Note however that there is nothing in the article describing economic disparity as a problem. There are laments about social position and altering or eliminating traditions but no hint of criticism of economic inequality.

So the claims aren't about inequality, they're about the "wrong" people (in the author's opinion) being rich. In particular, the rich students behavior regarding the culture war.

And the author is annoyed that some of the rich students live austere and ascetic lives. But the implication is they should act rich instead to become more worthy of respect.

Also the article talks about the energy students devote to racial issues as done merely to avoid social responsibility. But this does not make sense for a couple of reasons:

1) The students described believe there are issues around race and are acting in a way they think will help. So what are the other unstated higher responsibilities are they shirking during their time at University?

2) Walking in protests or wearing cheap cloths only works on people who are literally in physical view. Hiding wealth is done through a Cayman island bank account, that is how one would shirk responsibility.

3) The opinions and behaviors of the minority of students described are extremely rare among the super rich so it's obviously not a very good avoidance technique. Or, by implication, the author signals that the behavior of the Koch brothers or Walton family is more appropriate to the responsibilities of the rich.

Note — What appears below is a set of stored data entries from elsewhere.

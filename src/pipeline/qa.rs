//! Q&A pipeline: analyze → retrieve → answer → review.
//!
//! A single run refines the question, pulls top-k context passages, answers
//! in a fixed child-friendly register, then makes exactly one review pass.
//! Any stage failure aborts the run with an error naming the stage.

use std::sync::Arc;

use tracing::{error, info};

use crate::channels::Item;
use crate::config::DEFAULT_RETRIEVE_TOP_K;
use crate::error::{LlmError, PipelineError};
use crate::index::PassageRetriever;
use crate::llm::CompletionClient;
use crate::pipeline::context::PipelineContext;

/// Marker the reviewer embeds when the answer needs no changes.
const APPROVED_MARKER: &str = "APPROVED";

/// Result of the single review pass.
///
/// `Approved` keeps the pre-review answer verbatim; `Revised` replaces it
/// with the reviewer's text — including an empty string, which replaces the
/// answer with empty text.
#[derive(Debug, Clone, PartialEq, Eq)]
pub enum ReviewOutcome {
    Approved,
    Revised(String),
}

/// A completed Q&A run.
#[derive(Debug)]
pub struct QaRun {
    pub final_answer: String,
    pub review: ReviewOutcome,
    pub context: PipelineContext,
}

/// Orchestrates one analyze → retrieve → answer → review sequence.
pub struct QaPipeline {
    llm: Arc<dyn CompletionClient>,
    retriever: Arc<dyn PassageRetriever>,
    top_k: usize,
}

impl QaPipeline {
    pub fn new(llm: Arc<dyn CompletionClient>, retriever: Arc<dyn PassageRetriever>) -> Self {
        Self {
            llm,
            retriever,
            top_k: DEFAULT_RETRIEVE_TOP_K,
        }
    }

    pub fn with_top_k(mut self, top_k: usize) -> Self {
        self.top_k = top_k;
        self
    }

    /// Run the pipeline for one question.
    pub async fn run(&self, question: &str) -> Result<QaRun, PipelineError> {
        let mut ctx = PipelineContext::new(Item::question(question));
        info!(run_id = %ctx.run_id, "Q&A run started");

        // Analyze — not retried; a failure here aborts the run.
        let refined = match self.llm.complete(&build_analyze_prompt(question)).await {
            Ok(text) => text,
            Err(e) => {
                log_analyze_failure(&e);
                return Err(PipelineError::Completion {
                    stage: "analyze",
                    source: e,
                });
            }
        };
        ctx.record("analyze", refined.clone());

        // Retrieve — an empty result set yields empty context, not an error.
        let passages = self.retriever.query(&refined, self.top_k).await?;
        let context_text = passages
            .iter()
            .map(|p| p.text.as_str())
            .collect::<Vec<_>>()
            .join("\n");
        ctx.record("retrieve", context_text.clone());

        // Answer
        let answer = self
            .llm
            .complete(&build_answer_prompt(&refined, &context_text))
            .await
            .map_err(|e| PipelineError::Completion {
                stage: "answer",
                source: e,
            })?;
        ctx.record("answer", answer.clone());

        // Review — one pass, never iterated.
        let review_text = self
            .llm
            .complete(&build_review_prompt(&answer))
            .await
            .map_err(|e| PipelineError::Completion {
                stage: "review",
                source: e,
            })?;
        let review = if review_text.contains(APPROVED_MARKER) {
            ReviewOutcome::Approved
        } else {
            ReviewOutcome::Revised(review_text)
        };
        let final_answer = match &review {
            ReviewOutcome::Approved => answer,
            ReviewOutcome::Revised(text) => text.clone(),
        };
        ctx.record("review", final_answer.clone());
        let approved = review == ReviewOutcome::Approved;
        info!(run_id = %ctx.run_id, approved, "Q&A run complete");

        Ok(QaRun {
            final_answer,
            review,
            context: ctx,
        })
    }
}

/// Question-cleanup prompt: fix spelling and phrasing, keep meaning.
fn build_analyze_prompt(question: &str) -> String {
    format!(
        "A child asked a question. If the question is already clear, return \
         it unchanged. If it has problems (spelling mistakes, illogical \
         phrasing), rewrite it clearly. Reply with only the cleaned-up \
         question.\n\n\
         Original: {question}\n\
         Result:"
    )
}

/// Persona-constrained answer prompt combining retrieved context and the
/// refined question.
fn build_answer_prompt(question: &str, context: &str) -> String {
    format!(
        "You are a teacher for children aged 3-6. The child is asking a \
         question. Use simple words, short sentences, and playful examples, \
         but explain the concept fully.\n\n\
         Context:\n{context}\n\n\
         Question: {question}\n\
         Answer:"
    )
}

/// Revision prompt for the single review pass.
fn build_review_prompt(answer: &str) -> String {
    format!(
        "Review this answer for a 3-6 year old. Ensure it is:\n\
         - Accurate\n\
         - Simple (no complex words)\n\
         - Engaging (uses stories or analogies)\n\
         - Safe (no inappropriate content)\n\n\
         Answer: {answer}\n\n\
         Reply with a revised answer, or '{APPROVED_MARKER}' if no changes \
         are needed:"
    )
}

/// Log an analyze-stage failure with remediation hints before re-raising.
fn log_analyze_failure(err: &LlmError) {
    error!(error = %err, "Analyze stage failed");
    if err.is_timeout() {
        error!("Completion service timed out. Possible fixes:");
        error!("1. Check the model is loaded: `ollama ls`");
        error!("2. Raise OLLAMA_TIMEOUT_SECS (large models answer slowly)");
        error!("3. Try a smaller model first: `ollama run deepseek-7b`");
    }
}
//! Timer-driven triage runs.
//!
//! Each tick runs the pipeline to completion before the next begins; there
//! is no overlap between runs.

use std::sync::Arc;
use std::sync::atomic::{AtomicBool, Ordering};
use std::time::Duration;

use tokio::task::JoinHandle;
use tracing::{error, info};

use crate::pipeline::triage::TriagePipeline;

/// Spawn a background task that runs the triage pipeline on an interval.
///
/// Returns the `JoinHandle` and a shutdown flag; setting the flag stops the
/// loop at the next tick.
pub fn spawn_triage_poller(
    pipeline: Arc<TriagePipeline>,
    interval: Duration,
) -> (JoinHandle<()>, Arc<AtomicBool>) {
    let shutdown = Arc::new(AtomicBool::new(false));
    let shutdown_flag = Arc::clone(&shutdown);

    let handle = tokio::spawn(async move {
        info!("Triage poller started — running every {:?}", interval);

        let mut tick = tokio::time::interval(interval);

        // Run immediately on first tick
        loop {
            tick.tick().await;

            if shutdown.load(Ordering::Relaxed) {
                info!("Triage poller shutting down");
                return;
            }

            match pipeline.run().await {
                Ok(run) => {
                    info!(outcome = run.outcome.label(), "Triage tick complete");
                }
                Err(e) => {
                    error!(stage = e.stage(), error = %e, "Triage tick failed");
                    // Leave the item unprocessed — retried on the next tick.
                }
            }
        }
    });

    (handle, shutdown_flag)
}
//! Trusted-sender allowlist.
//!
//! One sender per line; `#` comments and blank lines are skipped. Matching
//! is case-insensitive. Loaded once at startup and read-only afterwards.

use std::collections::HashSet;
use std::path::Path;

use tokio::fs;
use tracing::{debug, warn};

/// Set of known-trusted sender identifiers.
#[derive(Debug, Clone, Default)]
pub struct Allowlist {
    senders: HashSet<String>,
}

impl Allowlist {
    pub fn empty() -> Self {
        Self::default()
    }

    /// Build from an iterator of senders (normalized to lowercase).
    pub fn from_senders<I, S>(senders: I) -> Self
    where
        I: IntoIterator<Item = S>,
        S: AsRef<str>,
    {
        Self {
            senders: senders
                .into_iter()
                .map(|s| s.as_ref().trim().to_lowercase())
                .filter(|s| !s.is_empty())
                .collect(),
        }
    }

    /// Load from a file. A missing file yields an empty allowlist with a
    /// warning — classification then relies on the similarity and model
    /// tiers alone.
    pub async fn load(path: &Path) -> Self {
        match fs::read_to_string(path).await {
            Ok(content) => {
                let list = Self::from_senders(
                    content
                        .lines()
                        .map(str::trim)
                        .filter(|l| !l.is_empty() && !l.starts_with('#')),
                );
                debug!(
                    path = %path.display(),
                    senders = list.len(),
                    "Loaded sender allowlist"
                );
                list
            }
            Err(e) => {
                warn!(
                    path = %path.display(),
                    error = %e,
                    "Allowlist file not readable — using similarity + model tiers only"
                );
                Self::empty()
            }
        }
    }

    /// O(1) membership check, case-insensitive.
    pub fn contains(&self, sender: &str) -> bool {
        self.senders.contains(&sender.trim().to_lowercase())
    }

    pub fn len(&self) -> usize {
        self.senders.len()
    }

    pub fn is_empty(&self) -> bool {
        self.senders.is_empty()
    }
}
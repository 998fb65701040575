//! Pipeline orchestration.
//!
//! Two concrete pipelines share the same shape — named stages run in
//! sequence, each stage's artifact feeds the next, and terminal conditions
//! short-circuit the rest:
//!
//! - Triage: fetch → classify → summarize → notify
//! - Q&A: analyze → retrieve → answer → review
//!
//! Every run owns an independent `PipelineContext`; stage outputs are
//! append-only and discarded when the run ends.

pub mod context;
pub mod poller;
pub mod qa;
pub mod triage;

pub use context::{PipelineContext, StageRecord};
pub use poller::spawn_triage_poller;
pub use qa::{QaPipeline, QaRun, ReviewOutcome};
pub use triage::{TriageOutcome, TriagePipeline, TriageRun};
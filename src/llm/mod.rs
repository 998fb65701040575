//! Text-completion and embedding service boundaries.
//!
//! Both pipelines treat the language model as a prompt-in/text-out service
//! behind `CompletionClient`, and the similarity index sees embeddings only
//! through `Embedder`. Production implementations target a local Ollama
//! server; tests substitute deterministic doubles.

pub mod ollama;

pub use ollama::{OllamaClient, OllamaEmbedder};

use async_trait::async_trait;

use crate::error::LlmError;

/// Text-completion service boundary.
///
/// Implementations must be safe for concurrent read-only use — no per-call
/// mutable state — and must surface timeouts distinctly from other transport
/// failures.
#[async_trait]
pub trait CompletionClient: Send + Sync {
    /// Model identifier, for diagnostics.
    fn model_name(&self) -> &str;

    /// Generate text for `prompt`, blocking until the model answers or the
    /// configured timeout elapses.
    async fn complete(&self, prompt: &str) -> Result<String, LlmError>;
}

/// Text-embedding service boundary used by the similarity index.
#[async_trait]
pub trait Embedder: Send + Sync {
    async fn embed(&self, text: &str) -> Result<Vec<f32>, LlmError>;
}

So honestly, although there is a brief point raised about two wrongful terminations, the article is really just lamenting the culture war and claiming that the students participation in it is wrong minded and fad driven. There is no call that they should be protesting war or helping the poor or anything. Just that they stop taking these stances on culture war issues.

> they should act rich instead to become more worthy of respect

No, the point is that "if you put on a façade for long enough, you end up forgetting that it is a façade"

No, the point is an anti-race equality rant which is intentionally blurring a few anti-elite and anti-dysfunction sounds so it would get published. If it were genuinely anti-dysfunction, it would include much lower hanging fruit like admittance practices focusing on wealth and wrongful terminations. If it were anti-privilege it would focus on that privilege and not on race protest or fads.

So yes, in abstraction, if you put on a facade long enough you forget you're wearing it. But that is not remotely the theme of the article. The one and only theme is that racial equality activism should stop on the grounds that it is being done by rich kids

I agree, I got the impression the author was desperate to find explanations that would distract from the issues of race and gender. Despite its length, there is no sincere consideration of the perspectives of others or attempt to understand them. In fact it's outright dismissive, and attempts to reallocate credit for hard won civil rights progress from minority groups to rich white people.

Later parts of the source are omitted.